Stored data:

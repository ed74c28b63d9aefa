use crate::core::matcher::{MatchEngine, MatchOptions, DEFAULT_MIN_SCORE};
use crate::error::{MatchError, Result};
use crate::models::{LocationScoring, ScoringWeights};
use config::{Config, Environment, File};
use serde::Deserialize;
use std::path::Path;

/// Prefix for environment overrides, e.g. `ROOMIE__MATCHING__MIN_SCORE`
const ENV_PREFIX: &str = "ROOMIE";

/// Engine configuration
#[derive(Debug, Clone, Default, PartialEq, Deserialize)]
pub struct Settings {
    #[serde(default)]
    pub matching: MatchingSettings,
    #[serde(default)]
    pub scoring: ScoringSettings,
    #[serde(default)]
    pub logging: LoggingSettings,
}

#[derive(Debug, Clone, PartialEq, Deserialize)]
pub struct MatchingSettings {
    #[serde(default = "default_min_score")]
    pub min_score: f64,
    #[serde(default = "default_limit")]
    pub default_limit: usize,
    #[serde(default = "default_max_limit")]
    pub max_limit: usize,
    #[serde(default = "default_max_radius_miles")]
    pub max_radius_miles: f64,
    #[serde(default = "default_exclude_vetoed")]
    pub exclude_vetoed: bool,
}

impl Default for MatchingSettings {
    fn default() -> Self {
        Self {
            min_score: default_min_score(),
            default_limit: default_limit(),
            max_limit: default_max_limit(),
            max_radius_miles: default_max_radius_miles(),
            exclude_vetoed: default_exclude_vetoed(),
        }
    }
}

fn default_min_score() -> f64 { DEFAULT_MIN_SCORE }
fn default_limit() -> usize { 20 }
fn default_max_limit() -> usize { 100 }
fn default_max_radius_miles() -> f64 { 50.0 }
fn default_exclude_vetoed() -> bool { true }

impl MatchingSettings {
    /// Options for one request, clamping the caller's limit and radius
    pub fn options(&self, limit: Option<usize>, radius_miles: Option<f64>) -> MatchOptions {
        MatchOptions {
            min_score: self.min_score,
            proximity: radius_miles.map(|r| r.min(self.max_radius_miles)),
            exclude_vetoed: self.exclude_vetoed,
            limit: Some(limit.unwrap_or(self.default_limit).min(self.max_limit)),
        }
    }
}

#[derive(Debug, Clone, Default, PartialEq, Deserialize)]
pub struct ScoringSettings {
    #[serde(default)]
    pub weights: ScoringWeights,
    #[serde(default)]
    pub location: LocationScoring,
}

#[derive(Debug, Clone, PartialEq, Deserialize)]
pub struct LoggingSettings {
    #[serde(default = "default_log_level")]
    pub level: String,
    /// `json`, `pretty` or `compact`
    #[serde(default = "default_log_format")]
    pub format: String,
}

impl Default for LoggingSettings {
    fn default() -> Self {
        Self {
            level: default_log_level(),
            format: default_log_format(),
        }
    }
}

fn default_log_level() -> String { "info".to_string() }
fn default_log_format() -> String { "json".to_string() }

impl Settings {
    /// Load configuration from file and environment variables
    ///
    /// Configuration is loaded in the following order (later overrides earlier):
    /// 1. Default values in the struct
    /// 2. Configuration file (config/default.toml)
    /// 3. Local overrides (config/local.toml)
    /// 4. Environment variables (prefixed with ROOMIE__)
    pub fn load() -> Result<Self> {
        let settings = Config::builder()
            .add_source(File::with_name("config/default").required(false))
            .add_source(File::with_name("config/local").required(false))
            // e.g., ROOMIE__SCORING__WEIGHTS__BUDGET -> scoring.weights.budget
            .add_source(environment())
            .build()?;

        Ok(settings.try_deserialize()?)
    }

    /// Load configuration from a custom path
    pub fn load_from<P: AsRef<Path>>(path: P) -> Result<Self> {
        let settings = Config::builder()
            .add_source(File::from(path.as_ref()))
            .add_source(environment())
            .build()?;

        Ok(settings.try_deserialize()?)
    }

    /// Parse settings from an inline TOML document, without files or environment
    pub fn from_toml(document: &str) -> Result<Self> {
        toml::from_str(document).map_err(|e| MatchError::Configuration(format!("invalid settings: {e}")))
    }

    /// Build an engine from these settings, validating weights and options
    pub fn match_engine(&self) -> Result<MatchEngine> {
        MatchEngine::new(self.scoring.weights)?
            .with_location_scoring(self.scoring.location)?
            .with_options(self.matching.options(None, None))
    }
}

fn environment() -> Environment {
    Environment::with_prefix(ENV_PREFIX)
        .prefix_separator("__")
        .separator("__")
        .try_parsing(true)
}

==

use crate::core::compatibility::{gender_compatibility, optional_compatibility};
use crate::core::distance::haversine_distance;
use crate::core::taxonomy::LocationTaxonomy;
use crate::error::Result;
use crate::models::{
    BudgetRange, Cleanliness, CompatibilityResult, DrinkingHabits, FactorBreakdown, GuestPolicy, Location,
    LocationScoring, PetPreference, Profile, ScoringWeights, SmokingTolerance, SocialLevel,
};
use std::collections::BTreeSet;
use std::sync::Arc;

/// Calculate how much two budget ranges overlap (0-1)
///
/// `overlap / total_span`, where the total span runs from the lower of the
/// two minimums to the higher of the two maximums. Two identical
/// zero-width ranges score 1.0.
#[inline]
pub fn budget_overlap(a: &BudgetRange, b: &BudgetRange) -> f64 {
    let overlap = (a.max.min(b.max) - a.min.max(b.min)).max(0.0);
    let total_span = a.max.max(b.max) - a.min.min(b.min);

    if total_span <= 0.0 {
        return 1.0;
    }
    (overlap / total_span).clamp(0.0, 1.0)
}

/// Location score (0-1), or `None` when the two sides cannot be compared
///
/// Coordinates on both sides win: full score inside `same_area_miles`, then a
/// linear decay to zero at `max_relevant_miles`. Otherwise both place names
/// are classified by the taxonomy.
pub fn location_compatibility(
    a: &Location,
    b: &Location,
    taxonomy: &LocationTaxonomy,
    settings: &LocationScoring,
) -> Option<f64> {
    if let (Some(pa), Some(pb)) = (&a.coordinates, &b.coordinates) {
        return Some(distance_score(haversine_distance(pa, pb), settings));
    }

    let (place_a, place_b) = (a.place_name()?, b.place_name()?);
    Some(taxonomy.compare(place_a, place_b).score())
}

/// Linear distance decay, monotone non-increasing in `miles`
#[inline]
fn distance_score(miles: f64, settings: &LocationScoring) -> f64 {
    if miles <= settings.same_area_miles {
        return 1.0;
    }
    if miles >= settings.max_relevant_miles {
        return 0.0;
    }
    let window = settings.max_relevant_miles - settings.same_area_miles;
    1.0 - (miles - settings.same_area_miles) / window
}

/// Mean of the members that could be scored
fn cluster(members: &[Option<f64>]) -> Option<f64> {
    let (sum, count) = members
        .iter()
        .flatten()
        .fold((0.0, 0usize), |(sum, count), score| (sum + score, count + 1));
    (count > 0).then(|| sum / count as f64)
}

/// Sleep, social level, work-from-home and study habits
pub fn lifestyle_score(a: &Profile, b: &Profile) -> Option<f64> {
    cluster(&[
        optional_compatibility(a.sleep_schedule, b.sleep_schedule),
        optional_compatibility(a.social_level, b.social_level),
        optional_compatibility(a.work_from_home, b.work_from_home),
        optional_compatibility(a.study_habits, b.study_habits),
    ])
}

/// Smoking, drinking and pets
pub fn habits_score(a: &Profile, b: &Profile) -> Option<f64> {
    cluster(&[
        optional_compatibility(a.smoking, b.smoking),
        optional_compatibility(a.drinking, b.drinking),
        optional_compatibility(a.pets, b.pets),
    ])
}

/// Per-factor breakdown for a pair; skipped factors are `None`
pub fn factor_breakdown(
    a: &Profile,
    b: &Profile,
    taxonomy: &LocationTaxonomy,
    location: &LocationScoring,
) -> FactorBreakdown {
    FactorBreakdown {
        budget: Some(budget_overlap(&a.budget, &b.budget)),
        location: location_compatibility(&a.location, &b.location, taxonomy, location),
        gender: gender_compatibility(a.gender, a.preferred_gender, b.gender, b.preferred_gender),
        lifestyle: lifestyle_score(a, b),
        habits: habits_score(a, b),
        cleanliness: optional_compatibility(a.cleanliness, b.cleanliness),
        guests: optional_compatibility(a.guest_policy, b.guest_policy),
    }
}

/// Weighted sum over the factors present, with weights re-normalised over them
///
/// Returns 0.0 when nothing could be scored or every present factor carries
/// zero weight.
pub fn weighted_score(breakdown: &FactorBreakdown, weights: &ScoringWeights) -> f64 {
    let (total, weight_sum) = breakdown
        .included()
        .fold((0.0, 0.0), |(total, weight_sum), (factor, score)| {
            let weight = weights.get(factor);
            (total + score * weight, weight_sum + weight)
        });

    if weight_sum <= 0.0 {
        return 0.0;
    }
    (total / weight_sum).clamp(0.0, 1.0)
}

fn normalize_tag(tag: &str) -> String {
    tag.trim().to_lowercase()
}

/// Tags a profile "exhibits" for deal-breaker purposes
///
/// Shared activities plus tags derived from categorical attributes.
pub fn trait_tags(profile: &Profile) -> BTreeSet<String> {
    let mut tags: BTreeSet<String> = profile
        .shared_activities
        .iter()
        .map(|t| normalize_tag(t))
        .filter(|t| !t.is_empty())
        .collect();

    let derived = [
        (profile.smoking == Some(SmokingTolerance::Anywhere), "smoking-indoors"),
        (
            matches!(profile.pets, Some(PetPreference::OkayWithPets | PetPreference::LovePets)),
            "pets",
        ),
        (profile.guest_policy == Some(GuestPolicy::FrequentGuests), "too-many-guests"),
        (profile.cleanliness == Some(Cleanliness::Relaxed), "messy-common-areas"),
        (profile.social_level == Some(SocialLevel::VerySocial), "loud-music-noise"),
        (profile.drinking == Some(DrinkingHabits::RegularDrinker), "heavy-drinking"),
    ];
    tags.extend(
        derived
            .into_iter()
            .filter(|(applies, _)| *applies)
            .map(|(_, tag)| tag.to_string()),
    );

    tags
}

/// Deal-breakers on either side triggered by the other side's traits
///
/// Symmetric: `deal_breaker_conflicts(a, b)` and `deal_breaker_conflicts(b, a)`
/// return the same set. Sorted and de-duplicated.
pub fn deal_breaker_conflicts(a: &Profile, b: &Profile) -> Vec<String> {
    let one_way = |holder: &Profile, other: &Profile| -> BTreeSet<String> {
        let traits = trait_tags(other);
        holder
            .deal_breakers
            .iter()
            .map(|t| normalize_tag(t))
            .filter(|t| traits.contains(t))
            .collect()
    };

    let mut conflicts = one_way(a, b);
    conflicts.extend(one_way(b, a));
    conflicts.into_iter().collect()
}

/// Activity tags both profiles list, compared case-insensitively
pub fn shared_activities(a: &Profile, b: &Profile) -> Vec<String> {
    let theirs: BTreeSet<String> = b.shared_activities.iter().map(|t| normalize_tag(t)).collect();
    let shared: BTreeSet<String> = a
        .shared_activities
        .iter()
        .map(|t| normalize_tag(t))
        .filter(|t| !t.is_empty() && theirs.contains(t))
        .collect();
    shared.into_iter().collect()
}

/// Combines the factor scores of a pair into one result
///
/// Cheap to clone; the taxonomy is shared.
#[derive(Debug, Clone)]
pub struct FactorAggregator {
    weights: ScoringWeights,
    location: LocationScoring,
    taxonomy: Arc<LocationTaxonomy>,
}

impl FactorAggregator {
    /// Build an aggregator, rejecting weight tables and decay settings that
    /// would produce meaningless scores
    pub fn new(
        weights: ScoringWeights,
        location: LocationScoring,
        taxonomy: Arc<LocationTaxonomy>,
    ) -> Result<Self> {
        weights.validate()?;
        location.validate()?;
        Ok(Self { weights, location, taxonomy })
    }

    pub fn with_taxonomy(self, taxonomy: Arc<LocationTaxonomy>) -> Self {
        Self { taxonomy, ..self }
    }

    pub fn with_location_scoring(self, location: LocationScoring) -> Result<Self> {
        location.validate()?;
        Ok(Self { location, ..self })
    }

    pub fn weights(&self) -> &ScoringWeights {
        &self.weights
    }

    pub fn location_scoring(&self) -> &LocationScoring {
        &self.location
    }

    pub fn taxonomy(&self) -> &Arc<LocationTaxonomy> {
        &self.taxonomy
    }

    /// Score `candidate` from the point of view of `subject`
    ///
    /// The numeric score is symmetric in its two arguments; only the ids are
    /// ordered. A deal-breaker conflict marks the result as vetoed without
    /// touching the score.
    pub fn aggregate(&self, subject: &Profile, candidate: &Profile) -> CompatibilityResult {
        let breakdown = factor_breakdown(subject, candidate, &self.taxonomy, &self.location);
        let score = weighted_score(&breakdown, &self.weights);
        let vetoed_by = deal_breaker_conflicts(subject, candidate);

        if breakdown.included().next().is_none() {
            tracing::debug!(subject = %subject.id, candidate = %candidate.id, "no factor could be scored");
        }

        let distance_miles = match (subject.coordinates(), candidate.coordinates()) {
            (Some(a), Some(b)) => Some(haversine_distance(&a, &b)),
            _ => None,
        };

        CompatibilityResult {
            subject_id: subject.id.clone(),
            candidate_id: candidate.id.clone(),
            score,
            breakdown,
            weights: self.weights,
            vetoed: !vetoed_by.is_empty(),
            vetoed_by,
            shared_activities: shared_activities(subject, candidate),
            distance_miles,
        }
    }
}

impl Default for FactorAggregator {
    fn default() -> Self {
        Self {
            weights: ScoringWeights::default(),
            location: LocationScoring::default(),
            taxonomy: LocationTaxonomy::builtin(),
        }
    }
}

--

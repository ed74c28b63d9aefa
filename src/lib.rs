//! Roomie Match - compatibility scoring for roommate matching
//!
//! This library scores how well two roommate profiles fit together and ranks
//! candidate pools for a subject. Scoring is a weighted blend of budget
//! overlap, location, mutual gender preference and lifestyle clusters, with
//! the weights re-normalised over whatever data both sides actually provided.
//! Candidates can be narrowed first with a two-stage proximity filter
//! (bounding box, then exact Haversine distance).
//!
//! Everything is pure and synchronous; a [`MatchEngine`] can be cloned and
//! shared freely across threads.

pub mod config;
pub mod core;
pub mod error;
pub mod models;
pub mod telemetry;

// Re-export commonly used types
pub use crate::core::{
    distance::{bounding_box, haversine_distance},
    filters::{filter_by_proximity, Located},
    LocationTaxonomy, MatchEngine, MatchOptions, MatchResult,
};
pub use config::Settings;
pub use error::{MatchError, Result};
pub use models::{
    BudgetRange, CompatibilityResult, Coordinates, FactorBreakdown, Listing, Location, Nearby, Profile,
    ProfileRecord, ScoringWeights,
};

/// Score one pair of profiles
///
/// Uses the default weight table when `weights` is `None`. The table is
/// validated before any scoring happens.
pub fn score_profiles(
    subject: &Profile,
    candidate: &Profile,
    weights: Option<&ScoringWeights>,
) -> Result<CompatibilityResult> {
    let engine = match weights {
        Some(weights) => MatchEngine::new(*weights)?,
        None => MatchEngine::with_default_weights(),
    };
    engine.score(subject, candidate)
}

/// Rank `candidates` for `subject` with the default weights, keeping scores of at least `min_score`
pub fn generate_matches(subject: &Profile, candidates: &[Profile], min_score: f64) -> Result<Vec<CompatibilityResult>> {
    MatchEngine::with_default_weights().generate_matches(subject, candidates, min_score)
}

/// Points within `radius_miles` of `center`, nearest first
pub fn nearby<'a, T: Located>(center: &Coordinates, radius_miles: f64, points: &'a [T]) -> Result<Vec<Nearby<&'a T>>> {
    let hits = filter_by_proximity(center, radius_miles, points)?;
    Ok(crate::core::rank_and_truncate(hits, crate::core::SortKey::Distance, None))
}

Task brief —
Scan the records above for the string "scores", then copy each line where it turns up.

Solution for this problem —
/// Combines the factor scores of a pair into one result
    /// would produce meaningless scores
//! This library scores how well two roommate profiles fit together and ranks
/// Rank `candidates` for `subject` with the default weights, keeping scores of at least `min_score`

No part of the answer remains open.